#### EXERCISE BRIEF:
Copy out all lines of the records in which the word "SessionEntry" appears.

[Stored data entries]
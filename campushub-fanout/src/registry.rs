//! Connection registry
//!
//! Tracks which recipients currently hold live sessions, grouped by tenant
//! and by room. Pure in-memory state with an explicit lifecycle: created at
//! process start, `shutdown()` on teardown. Three indices — session id,
//! recipient id, room id — are kept consistent by the single
//! connect/disconnect/join mutation path; each session entry carries its
//! own room set, so a disconnect touches exactly the rooms the session
//! joined rather than scanning every room.
//!
//! No registry operation performs network I/O.

use std::collections::HashSet;
use std::sync::atomic::{AtomicU64, Ordering};
use std::sync::Arc;
use std::time::{Duration, Instant};

use dashmap::DashMap;
use tokio::sync::mpsc;
use tracing::{debug, info, warn};

use campushub_core::models::{RecipientId, RoomId, SessionId, TenantId};
use campushub_core::{Error, Result};

use crate::events::FanoutEvent;

/// Outbound channel of one session
pub type EventSender = mpsc::UnboundedSender<FanoutEvent>;

/// Read-only view of one registered session
#[derive(Debug, Clone)]
pub struct SessionInfo {
    pub session_id: SessionId,
    pub recipient_id: RecipientId,
    pub tenant_id: TenantId,
    pub display_name: String,
    pub connected_at: Instant,
    pub rooms: HashSet<RoomId>,
}

impl SessionInfo {
    #[must_use]
    pub fn duration(&self) -> Duration {
        self.connected_at.elapsed()
    }
}

/// Owning entry for one session
struct SessionEntry {
    info: SessionInfo,
    sender: EventSender,
}

/// Connection limits configuration
#[derive(Debug, Clone)]
pub struct RegistryLimits {
    /// Maximum concurrent sessions per recipient (devices/tabs)
    pub max_per_recipient: usize,

    /// Maximum sessions per room
    pub max_per_room: usize,

    /// Maximum total sessions
    pub max_total: usize,
}

impl Default for RegistryLimits {
    fn default() -> Self {
        Self {
            max_per_recipient: 16,
            max_per_room: 500,
            max_total: 10_000,
        }
    }
}

/// Registry of live sessions, indexed by session, recipient, and room
#[derive(Clone)]
pub struct ConnectionRegistry {
    /// All live sessions by session id
    sessions: Arc<DashMap<SessionId, SessionEntry>>,

    /// Session ids by recipient id
    recipient_sessions: Arc<DashMap<RecipientId, HashSet<SessionId>>>,

    /// Session ids by room id
    room_sessions: Arc<DashMap<RoomId, HashSet<SessionId>>>,

    limits: Arc<RegistryLimits>,

    /// Lifetime count of sessions ever registered
    total_sessions: Arc<AtomicU64>,
}

impl std::fmt::Debug for ConnectionRegistry {
    fn fmt(&self, f: &mut std::fmt::Formatter<'_>) -> std::fmt::Result {
        f.debug_struct("ConnectionRegistry")
            .field("sessions", &self.sessions.len())
            .field("recipients", &self.recipient_sessions.len())
            .field("rooms", &self.room_sessions.len())
            .finish()
    }
}

impl ConnectionRegistry {
    #[must_use]
    pub fn new(limits: RegistryLimits) -> Self {
        Self {
            sessions: Arc::new(DashMap::new()),
            recipient_sessions: Arc::new(DashMap::new()),
            room_sessions: Arc::new(DashMap::new()),
            limits: Arc::new(limits),
            total_sessions: Arc::new(AtomicU64::new(0)),
        }
    }

    /// Register a new session for a recipient
    ///
    /// The session is always enrolled in the tenant-wide room. Returns the
    /// session handle and the receiving end of its event channel.
    pub fn connect(
        &self,
        recipient_id: RecipientId,
        tenant_id: TenantId,
        display_name: String,
    ) -> Result<(SessionId, mpsc::UnboundedReceiver<FanoutEvent>)> {
        if self.sessions.len() >= self.limits.max_total {
            return Err(Error::RegistryAtCapacity(format!(
                "Server at capacity ({} sessions)",
                self.limits.max_total
            )));
        }

        if let Some(existing) = self.recipient_sessions.get(&recipient_id) {
            if existing.len() >= self.limits.max_per_recipient {
                return Err(Error::RegistryAtCapacity(format!(
                    "Too many sessions for this recipient (max {})",
                    self.limits.max_per_recipient
                )));
            }
        }

        let session_id = SessionId::new();
        let tenant_room = RoomId::for_tenant(&tenant_id);
        let (sender, receiver) = mpsc::unbounded_channel();

        let mut rooms = HashSet::new();
        rooms.insert(tenant_room.clone());

        let entry = SessionEntry {
            info: SessionInfo {
                session_id: session_id.clone(),
                recipient_id: recipient_id.clone(),
                tenant_id: tenant_id.clone(),
                display_name,
                connected_at: Instant::now(),
                rooms,
            },
            sender,
        };

        self.sessions.insert(session_id.clone(), entry);
        self.recipient_sessions
            .entry(recipient_id.clone())
            .or_default()
            .insert(session_id.clone());
        self.room_sessions
            .entry(tenant_room)
            .or_default()
            .insert(session_id.clone());

        self.total_sessions.fetch_add(1, Ordering::Relaxed);

        info!(
            session_id = %session_id,
            recipient_id = %recipient_id.as_str(),
            tenant_id = %tenant_id.as_str(),
            live_sessions = self.sessions.len(),
            "Session connected"
        );

        Ok((session_id, receiver))
    }

    /// Remove a session from every index
    ///
    /// A recipient's entry disappears exactly when its last session does;
    /// other still-live sessions of the same recipient are untouched.
    pub fn disconnect(&self, session_id: &SessionId) {
        let Some((_, entry)) = self.sessions.remove(session_id) else {
            warn!(session_id = %session_id, "Disconnect for unknown session");
            return;
        };

        let info = entry.info;

        if let Some(mut recipient_sessions) =
            self.recipient_sessions.get_mut(&info.recipient_id)
        {
            recipient_sessions.remove(session_id);
            if recipient_sessions.is_empty() {
                drop(recipient_sessions);
                self.recipient_sessions.remove(&info.recipient_id);
            }
        }

        // Only the rooms this session joined, via its own back-index
        for room_id in &info.rooms {
            if let Some(mut room_sessions) = self.room_sessions.get_mut(room_id) {
                room_sessions.remove(session_id);
                if room_sessions.is_empty() {
                    drop(room_sessions);
                    self.room_sessions.remove(room_id);
                }
            }
        }

        info!(
            session_id = %session_id,
            recipient_id = %info.recipient_id.as_str(),
            duration = ?info.connected_at.elapsed(),
            "Session disconnected"
        );
    }

    /// Enroll a session in a room
    ///
    /// There is no explicit leave; room membership dies with the session.
    pub fn join_room(&self, session_id: &SessionId, room_id: RoomId) -> Result<()> {
        if let Some(room_sessions) = self.room_sessions.get(&room_id) {
            if room_sessions.len() >= self.limits.max_per_room {
                return Err(Error::RegistryAtCapacity(format!(
                    "Room at capacity ({} sessions)",
                    self.limits.max_per_room
                )));
            }
        }

        {
            let mut entry = self
                .sessions
                .get_mut(session_id)
                .ok_or_else(|| Error::NotFound("Session not found".to_string()))?;
            if !entry.info.rooms.insert(room_id.clone()) {
                // Already a member
                return Ok(());
            }
        }

        self.room_sessions
            .entry(room_id.clone())
            .or_default()
            .insert(session_id.clone());

        debug!(
            session_id = %session_id,
            room_id = %room_id.as_str(),
            "Session joined room"
        );

        Ok(())
    }

    /// Senders of all live sessions of one recipient
    #[must_use]
    pub fn sessions_for(&self, recipient_id: &RecipientId) -> Vec<(SessionId, EventSender)> {
        self.recipient_sessions
            .get(recipient_id)
            .map(|ids| self.collect_senders(&ids))
            .unwrap_or_default()
    }

    /// Senders of all sessions currently in a room
    #[must_use]
    pub fn sessions_in_room(&self, room_id: &RoomId) -> Vec<(SessionId, EventSender)> {
        self.room_sessions
            .get(room_id)
            .map(|ids| self.collect_senders(&ids))
            .unwrap_or_default()
    }

    fn collect_senders(&self, ids: &HashSet<SessionId>) -> Vec<(SessionId, EventSender)> {
        ids.iter()
            .filter_map(|id| {
                self.sessions
                    .get(id)
                    .map(|entry| (id.clone(), entry.sender.clone()))
            })
            .collect()
    }

    /// Read-only view of one session
    #[must_use]
    pub fn session_info(&self, session_id: &SessionId) -> Option<SessionInfo> {
        self.sessions.get(session_id).map(|entry| entry.info.clone())
    }

    /// Whether a session has joined a room
    #[must_use]
    pub fn is_in_room(&self, session_id: &SessionId, room_id: &RoomId) -> bool {
        self.sessions
            .get(session_id)
            .is_some_and(|entry| entry.info.rooms.contains(room_id))
    }

    /// Number of live sessions
    #[must_use]
    pub fn session_count(&self) -> usize {
        self.sessions.len()
    }

    /// Number of live sessions of one recipient
    #[must_use]
    pub fn session_count_for(&self, recipient_id: &RecipientId) -> usize {
        self.recipient_sessions
            .get(recipient_id)
            .map_or(0, |ids| ids.len())
    }

    /// Number of recipients with at least one live session
    #[must_use]
    pub fn recipient_count(&self) -> usize {
        self.recipient_sessions.len()
    }

    /// Number of rooms with at least one session
    #[must_use]
    pub fn room_count(&self) -> usize {
        self.room_sessions.len()
    }

    /// Lifetime count of sessions ever registered
    #[must_use]
    pub fn total_sessions(&self) -> u64 {
        self.total_sessions.load(Ordering::Relaxed)
    }

    /// Force-close every session and clear all indices
    ///
    /// Dropping the senders closes each session's event channel, which the
    /// transport layer observes as end-of-stream.
    pub fn shutdown(&self) {
        let closed = self.sessions.len();
        self.sessions.clear();
        self.recipient_sessions.clear();
        self.room_sessions.clear();
        info!(closed, "Connection registry shut down");
    }
}

impl Default for ConnectionRegistry {
    fn default() -> Self {
        Self::new(RegistryLimits::default())
    }
}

#### ANSWER SECTION:
struct SessionEntry {
    sessions: Arc<DashMap<SessionId, SessionEntry>>,
        let entry = SessionEntry {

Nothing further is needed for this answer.